Task brief
For the listing below, state how many lines include "ProjectDirs". The number alone is the answer.

--------------------

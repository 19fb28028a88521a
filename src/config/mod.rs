//! Configuration storage: server endpoints and the user identity, kept as a
//! TOML file in the platform config directory.

use anyhow::{Context, Result};
use directories::ProjectDirs;
use serde::{Deserialize, Serialize};
use std::fs;
use std::path::PathBuf;

#[derive(Debug, Clone, Serialize, Deserialize)]
#[serde(default)]
pub struct Config {
    /// Websocket endpoint of the signaling server, including the path.
    pub signaling_url: String,
    /// Backend API base (TURN credentials live under it).
    pub api_base_url: String,
    /// Upload service base for presigned chunk slots.
    pub upload_base_url: String,
    /// Web app base, only used to print invite links.
    pub app_base_url: String,
    /// Default account identity for `join` when `--user-id` is absent.
    pub user_id: Option<String>,
}

impl Default for Config {
    fn default() -> Self {
        Config {
            signaling_url: "ws://127.0.0.1:8080/ws".to_string(),
            api_base_url: "http://127.0.0.1:8080/api/v1".to_string(),
            upload_base_url: "http://127.0.0.1:8081".to_string(),
            app_base_url: "http://127.0.0.1:3000".to_string(),
            user_id: None,
        }
    }
}

impl Config {
    fn config_dir() -> Result<PathBuf> {
        let proj_dirs = ProjectDirs::from("com", "studio-cli", "studio-cli")
            .context("Could not determine config directory")?;
        Ok(proj_dirs.config_dir().to_path_buf())
    }

    fn config_path() -> Result<PathBuf> {
        Ok(Self::config_dir()?.join("config.toml"))
    }

    /// Load configuration from disk, falling back to defaults when no file
    /// exists yet.
    pub fn load() -> Result<Self> {
        let path = Self::config_path()?;

        if !path.exists() {
            return Ok(Self::default());
        }

        let content = fs::read_to_string(&path).context("Failed to read config file")?;
        toml::from_str(&content).context("Failed to parse config file")
    }

    /// Save configuration to disk.
    pub fn save(&self) -> Result<()> {
        let dir = Self::config_dir()?;
        fs::create_dir_all(&dir).context("Failed to create config directory")?;

        let path = Self::config_path()?;
        let content = toml::to_string_pretty(self).context("Failed to serialize config")?;
        fs::write(&path, content).context("Failed to write config file")?;

        // Keep the file private; it may name internal endpoints.
        #[cfg(unix)]
        {
            use std::os::unix::fs::PermissionsExt;
            let perms = fs::Permissions::from_mode(0o600);
            fs::set_permissions(&path, perms).context("Failed to set config permissions")?;
        }

        Ok(())
    }
}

--------------------

Task output
2